Records from a collection:
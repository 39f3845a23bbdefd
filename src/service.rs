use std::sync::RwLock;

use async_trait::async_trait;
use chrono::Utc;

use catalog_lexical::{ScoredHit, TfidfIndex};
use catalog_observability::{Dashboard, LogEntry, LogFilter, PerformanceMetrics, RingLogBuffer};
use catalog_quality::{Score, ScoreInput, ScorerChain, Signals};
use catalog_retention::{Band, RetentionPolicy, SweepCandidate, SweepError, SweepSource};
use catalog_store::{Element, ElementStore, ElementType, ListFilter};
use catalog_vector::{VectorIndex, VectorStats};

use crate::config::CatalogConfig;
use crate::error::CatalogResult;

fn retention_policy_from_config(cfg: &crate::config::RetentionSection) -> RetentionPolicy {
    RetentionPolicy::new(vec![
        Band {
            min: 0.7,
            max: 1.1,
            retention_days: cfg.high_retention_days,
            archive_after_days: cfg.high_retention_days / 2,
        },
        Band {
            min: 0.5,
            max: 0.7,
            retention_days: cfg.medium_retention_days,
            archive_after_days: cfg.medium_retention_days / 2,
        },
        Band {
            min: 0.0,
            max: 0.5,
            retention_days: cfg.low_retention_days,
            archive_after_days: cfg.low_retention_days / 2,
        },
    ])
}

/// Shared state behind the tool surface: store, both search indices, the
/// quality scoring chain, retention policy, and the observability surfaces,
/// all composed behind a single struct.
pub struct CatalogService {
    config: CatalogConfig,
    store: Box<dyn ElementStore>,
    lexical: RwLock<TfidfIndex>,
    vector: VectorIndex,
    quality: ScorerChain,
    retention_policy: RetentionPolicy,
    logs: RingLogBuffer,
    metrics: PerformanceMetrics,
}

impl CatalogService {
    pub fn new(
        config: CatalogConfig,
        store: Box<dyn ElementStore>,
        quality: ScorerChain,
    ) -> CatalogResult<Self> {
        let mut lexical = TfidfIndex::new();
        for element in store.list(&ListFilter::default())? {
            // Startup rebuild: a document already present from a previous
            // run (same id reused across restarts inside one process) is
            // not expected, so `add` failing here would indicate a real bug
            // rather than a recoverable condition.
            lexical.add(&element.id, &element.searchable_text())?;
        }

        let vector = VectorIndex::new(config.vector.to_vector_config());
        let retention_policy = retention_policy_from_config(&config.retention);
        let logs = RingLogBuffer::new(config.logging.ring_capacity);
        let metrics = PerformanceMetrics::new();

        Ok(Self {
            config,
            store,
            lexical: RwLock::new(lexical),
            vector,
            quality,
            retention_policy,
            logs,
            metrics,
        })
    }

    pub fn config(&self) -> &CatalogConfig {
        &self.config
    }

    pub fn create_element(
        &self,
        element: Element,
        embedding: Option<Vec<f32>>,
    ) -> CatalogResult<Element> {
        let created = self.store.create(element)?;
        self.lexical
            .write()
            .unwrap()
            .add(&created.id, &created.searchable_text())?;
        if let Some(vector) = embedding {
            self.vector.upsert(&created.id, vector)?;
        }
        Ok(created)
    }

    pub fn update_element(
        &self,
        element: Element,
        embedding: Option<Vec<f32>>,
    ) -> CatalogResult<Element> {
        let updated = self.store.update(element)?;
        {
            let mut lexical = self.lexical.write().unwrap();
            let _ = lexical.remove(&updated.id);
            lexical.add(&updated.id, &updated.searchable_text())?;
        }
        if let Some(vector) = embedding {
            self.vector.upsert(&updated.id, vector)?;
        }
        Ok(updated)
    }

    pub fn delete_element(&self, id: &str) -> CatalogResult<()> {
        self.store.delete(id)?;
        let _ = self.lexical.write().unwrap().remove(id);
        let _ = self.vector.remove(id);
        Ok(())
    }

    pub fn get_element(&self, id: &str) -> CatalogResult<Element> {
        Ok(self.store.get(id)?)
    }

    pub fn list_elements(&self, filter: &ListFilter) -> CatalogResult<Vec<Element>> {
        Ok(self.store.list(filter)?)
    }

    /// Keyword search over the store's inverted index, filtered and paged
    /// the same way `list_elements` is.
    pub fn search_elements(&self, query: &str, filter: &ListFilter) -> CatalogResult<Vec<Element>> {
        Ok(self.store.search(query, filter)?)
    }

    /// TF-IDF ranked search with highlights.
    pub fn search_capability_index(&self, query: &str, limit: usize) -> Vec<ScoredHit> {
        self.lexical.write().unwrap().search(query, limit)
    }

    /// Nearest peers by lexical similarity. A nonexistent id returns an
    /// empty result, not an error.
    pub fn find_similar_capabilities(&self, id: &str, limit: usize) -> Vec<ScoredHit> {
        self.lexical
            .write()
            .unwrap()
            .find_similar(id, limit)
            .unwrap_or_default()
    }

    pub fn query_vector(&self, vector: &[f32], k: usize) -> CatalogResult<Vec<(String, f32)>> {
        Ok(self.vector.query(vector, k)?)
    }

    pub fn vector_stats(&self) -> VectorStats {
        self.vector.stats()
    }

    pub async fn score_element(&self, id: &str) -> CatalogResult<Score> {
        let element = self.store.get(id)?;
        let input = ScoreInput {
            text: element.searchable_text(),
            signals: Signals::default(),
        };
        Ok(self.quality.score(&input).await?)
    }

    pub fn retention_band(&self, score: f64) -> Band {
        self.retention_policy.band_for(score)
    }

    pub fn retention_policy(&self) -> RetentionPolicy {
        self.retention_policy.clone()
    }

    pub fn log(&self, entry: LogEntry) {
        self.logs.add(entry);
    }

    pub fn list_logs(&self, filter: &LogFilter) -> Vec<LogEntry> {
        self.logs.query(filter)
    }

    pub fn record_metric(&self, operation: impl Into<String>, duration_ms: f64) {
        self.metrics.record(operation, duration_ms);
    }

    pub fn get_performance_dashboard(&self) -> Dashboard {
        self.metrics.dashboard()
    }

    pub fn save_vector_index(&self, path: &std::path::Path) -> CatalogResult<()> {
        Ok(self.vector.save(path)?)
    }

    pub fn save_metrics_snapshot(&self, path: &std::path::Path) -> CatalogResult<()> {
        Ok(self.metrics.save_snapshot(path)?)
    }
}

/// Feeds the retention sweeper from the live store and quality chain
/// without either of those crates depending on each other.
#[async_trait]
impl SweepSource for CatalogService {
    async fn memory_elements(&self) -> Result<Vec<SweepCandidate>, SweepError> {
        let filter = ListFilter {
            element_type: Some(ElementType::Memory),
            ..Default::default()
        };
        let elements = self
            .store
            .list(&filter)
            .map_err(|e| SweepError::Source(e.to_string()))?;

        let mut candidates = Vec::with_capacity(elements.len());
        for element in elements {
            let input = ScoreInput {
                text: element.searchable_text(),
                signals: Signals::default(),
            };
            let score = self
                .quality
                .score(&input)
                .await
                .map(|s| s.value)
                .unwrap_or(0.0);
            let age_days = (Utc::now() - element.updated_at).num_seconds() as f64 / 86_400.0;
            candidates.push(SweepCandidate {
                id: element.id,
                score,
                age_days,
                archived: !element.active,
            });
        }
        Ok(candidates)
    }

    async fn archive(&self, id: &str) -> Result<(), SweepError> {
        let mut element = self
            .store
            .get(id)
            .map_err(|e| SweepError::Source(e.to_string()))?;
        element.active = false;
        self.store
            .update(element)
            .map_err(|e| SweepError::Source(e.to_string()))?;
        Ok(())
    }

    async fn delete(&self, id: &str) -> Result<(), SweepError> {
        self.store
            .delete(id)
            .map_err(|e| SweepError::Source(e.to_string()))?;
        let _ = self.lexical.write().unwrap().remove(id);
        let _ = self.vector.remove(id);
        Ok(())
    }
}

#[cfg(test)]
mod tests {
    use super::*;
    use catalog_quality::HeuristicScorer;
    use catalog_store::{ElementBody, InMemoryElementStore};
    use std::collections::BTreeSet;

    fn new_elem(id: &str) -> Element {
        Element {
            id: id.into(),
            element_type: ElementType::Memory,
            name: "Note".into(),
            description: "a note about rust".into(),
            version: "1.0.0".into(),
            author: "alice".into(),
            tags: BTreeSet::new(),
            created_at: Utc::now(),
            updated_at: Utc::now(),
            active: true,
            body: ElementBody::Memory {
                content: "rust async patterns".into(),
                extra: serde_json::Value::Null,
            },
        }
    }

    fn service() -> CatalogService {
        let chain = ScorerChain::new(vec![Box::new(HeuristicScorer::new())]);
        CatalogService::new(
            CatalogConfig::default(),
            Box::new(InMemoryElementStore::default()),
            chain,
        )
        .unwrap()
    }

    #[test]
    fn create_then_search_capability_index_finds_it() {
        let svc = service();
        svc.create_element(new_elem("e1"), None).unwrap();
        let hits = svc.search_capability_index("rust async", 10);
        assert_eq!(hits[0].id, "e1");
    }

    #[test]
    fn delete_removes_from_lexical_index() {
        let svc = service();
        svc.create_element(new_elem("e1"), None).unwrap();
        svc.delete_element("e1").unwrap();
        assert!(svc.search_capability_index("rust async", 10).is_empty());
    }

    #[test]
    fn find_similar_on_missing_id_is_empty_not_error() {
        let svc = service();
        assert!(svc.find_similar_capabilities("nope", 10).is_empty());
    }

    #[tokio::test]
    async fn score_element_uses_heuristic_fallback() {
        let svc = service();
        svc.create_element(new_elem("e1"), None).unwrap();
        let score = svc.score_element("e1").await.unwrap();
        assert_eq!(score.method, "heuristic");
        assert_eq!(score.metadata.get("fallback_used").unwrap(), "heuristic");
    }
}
---
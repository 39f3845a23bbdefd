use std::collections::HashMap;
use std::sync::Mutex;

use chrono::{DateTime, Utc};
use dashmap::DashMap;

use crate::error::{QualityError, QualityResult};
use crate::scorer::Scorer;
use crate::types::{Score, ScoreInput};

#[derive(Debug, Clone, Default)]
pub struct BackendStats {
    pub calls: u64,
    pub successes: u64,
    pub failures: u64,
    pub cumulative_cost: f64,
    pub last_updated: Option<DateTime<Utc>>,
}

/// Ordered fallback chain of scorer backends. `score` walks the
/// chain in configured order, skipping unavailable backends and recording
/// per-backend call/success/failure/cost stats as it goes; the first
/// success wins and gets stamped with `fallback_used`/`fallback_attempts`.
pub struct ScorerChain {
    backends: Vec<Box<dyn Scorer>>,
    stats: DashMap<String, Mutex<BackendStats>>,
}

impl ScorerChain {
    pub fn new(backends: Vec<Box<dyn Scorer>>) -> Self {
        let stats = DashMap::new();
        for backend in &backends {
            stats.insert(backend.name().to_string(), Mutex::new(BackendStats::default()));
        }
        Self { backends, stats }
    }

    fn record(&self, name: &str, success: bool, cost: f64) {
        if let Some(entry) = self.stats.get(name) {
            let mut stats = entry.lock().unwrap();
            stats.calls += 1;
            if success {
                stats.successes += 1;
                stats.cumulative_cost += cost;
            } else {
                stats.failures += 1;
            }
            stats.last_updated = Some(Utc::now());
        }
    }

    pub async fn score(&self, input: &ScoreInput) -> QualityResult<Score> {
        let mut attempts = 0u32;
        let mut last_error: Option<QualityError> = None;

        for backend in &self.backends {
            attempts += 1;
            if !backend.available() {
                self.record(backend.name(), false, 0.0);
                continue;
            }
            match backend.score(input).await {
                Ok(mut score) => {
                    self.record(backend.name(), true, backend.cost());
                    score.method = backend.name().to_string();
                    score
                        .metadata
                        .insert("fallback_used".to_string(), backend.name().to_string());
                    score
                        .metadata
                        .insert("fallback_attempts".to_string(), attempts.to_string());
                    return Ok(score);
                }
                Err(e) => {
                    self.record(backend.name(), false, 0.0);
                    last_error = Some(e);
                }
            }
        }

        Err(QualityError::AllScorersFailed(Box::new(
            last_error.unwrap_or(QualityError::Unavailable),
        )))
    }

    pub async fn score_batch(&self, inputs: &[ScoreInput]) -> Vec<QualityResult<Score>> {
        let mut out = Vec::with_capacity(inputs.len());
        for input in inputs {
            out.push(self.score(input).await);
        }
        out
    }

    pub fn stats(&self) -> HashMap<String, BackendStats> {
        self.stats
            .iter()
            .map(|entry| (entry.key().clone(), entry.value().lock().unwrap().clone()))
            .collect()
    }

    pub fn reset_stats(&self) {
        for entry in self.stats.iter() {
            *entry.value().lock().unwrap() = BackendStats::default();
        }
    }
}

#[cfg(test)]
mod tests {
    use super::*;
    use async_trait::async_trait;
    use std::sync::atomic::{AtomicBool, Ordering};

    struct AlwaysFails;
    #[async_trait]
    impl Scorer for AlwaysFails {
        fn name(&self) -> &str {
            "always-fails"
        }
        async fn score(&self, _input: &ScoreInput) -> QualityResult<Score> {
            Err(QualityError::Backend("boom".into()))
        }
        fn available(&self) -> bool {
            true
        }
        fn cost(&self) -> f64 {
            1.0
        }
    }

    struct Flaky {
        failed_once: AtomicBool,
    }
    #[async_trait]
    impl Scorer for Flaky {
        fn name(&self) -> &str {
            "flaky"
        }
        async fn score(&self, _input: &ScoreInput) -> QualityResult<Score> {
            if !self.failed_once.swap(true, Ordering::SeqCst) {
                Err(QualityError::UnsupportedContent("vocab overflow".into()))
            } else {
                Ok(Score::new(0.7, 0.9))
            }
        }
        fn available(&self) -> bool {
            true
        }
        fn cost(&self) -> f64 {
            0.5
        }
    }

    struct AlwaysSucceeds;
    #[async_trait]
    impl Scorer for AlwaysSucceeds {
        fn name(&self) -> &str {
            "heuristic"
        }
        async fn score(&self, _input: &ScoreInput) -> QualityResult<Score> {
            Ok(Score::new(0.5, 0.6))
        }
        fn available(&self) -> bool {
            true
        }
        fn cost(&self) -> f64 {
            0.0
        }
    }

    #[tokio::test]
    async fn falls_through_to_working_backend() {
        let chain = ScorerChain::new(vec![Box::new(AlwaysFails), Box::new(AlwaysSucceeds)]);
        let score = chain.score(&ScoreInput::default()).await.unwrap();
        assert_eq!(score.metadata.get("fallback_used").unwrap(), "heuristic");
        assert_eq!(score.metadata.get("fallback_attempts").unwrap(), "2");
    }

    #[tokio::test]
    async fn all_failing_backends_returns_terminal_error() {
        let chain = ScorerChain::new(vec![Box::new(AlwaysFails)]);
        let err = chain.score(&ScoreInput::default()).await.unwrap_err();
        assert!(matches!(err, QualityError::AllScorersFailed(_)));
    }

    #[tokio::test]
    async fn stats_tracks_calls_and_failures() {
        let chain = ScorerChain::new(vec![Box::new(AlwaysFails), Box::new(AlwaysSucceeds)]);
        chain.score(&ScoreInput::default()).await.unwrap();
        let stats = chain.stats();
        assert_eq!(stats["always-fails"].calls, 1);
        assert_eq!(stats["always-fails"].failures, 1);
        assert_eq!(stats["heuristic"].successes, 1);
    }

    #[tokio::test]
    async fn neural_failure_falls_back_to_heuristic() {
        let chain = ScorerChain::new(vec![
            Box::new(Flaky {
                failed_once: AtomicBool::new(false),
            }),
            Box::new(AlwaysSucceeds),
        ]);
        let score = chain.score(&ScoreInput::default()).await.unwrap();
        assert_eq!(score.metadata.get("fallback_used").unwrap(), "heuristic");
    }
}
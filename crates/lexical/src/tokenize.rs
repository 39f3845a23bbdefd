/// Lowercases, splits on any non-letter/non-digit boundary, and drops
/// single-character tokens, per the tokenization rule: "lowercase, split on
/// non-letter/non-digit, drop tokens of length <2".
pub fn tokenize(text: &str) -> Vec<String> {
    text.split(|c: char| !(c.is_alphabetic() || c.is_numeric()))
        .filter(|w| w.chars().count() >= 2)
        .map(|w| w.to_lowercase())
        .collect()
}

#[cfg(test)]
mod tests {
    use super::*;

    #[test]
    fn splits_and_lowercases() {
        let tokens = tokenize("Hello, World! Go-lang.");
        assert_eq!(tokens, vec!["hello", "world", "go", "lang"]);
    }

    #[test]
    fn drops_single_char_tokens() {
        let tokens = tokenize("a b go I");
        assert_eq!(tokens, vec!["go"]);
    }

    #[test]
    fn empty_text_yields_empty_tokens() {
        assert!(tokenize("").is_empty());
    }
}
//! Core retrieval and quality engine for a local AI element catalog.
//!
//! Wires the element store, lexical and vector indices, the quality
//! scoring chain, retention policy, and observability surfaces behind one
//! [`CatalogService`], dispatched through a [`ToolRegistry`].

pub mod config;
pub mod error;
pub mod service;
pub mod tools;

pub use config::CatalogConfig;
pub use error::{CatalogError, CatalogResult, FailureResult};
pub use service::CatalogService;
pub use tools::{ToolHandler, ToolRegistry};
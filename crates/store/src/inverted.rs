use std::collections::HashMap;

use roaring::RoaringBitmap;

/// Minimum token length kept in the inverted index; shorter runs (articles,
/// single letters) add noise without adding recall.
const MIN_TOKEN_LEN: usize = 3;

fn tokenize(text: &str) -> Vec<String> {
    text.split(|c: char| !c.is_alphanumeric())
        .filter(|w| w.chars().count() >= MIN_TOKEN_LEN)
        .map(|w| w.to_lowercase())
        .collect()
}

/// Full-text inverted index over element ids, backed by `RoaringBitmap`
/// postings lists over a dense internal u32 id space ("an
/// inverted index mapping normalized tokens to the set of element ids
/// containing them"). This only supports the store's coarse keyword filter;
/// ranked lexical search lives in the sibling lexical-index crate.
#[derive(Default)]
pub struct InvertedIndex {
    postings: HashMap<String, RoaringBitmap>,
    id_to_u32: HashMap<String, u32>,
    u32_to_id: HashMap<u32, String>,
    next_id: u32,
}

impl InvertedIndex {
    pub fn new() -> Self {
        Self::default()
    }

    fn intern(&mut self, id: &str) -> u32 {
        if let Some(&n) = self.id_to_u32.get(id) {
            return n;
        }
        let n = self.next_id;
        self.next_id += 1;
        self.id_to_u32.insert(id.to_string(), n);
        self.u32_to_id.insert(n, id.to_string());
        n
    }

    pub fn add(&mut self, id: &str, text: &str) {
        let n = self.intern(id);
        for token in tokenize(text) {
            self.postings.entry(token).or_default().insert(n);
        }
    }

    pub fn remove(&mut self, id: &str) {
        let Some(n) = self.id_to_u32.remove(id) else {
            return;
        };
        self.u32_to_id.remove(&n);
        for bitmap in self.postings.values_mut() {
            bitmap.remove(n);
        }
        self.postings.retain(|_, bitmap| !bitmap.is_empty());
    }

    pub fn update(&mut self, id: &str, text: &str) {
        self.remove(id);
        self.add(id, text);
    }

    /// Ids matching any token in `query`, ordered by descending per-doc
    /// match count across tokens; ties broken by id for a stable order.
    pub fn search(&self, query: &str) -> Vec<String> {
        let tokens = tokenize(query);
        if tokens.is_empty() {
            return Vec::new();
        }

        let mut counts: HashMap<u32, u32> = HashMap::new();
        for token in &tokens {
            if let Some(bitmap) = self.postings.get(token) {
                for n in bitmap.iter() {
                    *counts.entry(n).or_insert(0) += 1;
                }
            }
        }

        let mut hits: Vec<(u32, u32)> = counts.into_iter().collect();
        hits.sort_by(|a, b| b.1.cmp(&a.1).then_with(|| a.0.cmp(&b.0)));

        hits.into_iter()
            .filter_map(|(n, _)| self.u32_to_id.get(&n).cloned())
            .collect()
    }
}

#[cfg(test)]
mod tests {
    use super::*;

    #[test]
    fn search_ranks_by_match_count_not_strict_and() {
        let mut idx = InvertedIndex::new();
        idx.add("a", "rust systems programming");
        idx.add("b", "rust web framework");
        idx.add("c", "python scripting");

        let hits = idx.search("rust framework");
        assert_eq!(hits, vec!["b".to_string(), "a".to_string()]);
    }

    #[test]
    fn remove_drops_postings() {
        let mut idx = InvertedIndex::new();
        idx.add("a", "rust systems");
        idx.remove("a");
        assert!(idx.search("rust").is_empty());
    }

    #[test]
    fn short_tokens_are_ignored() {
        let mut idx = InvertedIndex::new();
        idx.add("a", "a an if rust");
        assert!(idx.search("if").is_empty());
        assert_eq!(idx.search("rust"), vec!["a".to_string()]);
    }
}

PROBLEM DETAILS
Determine the number of lines above holding the string "hits". Reply with it and nothing more.

RESPONSE
7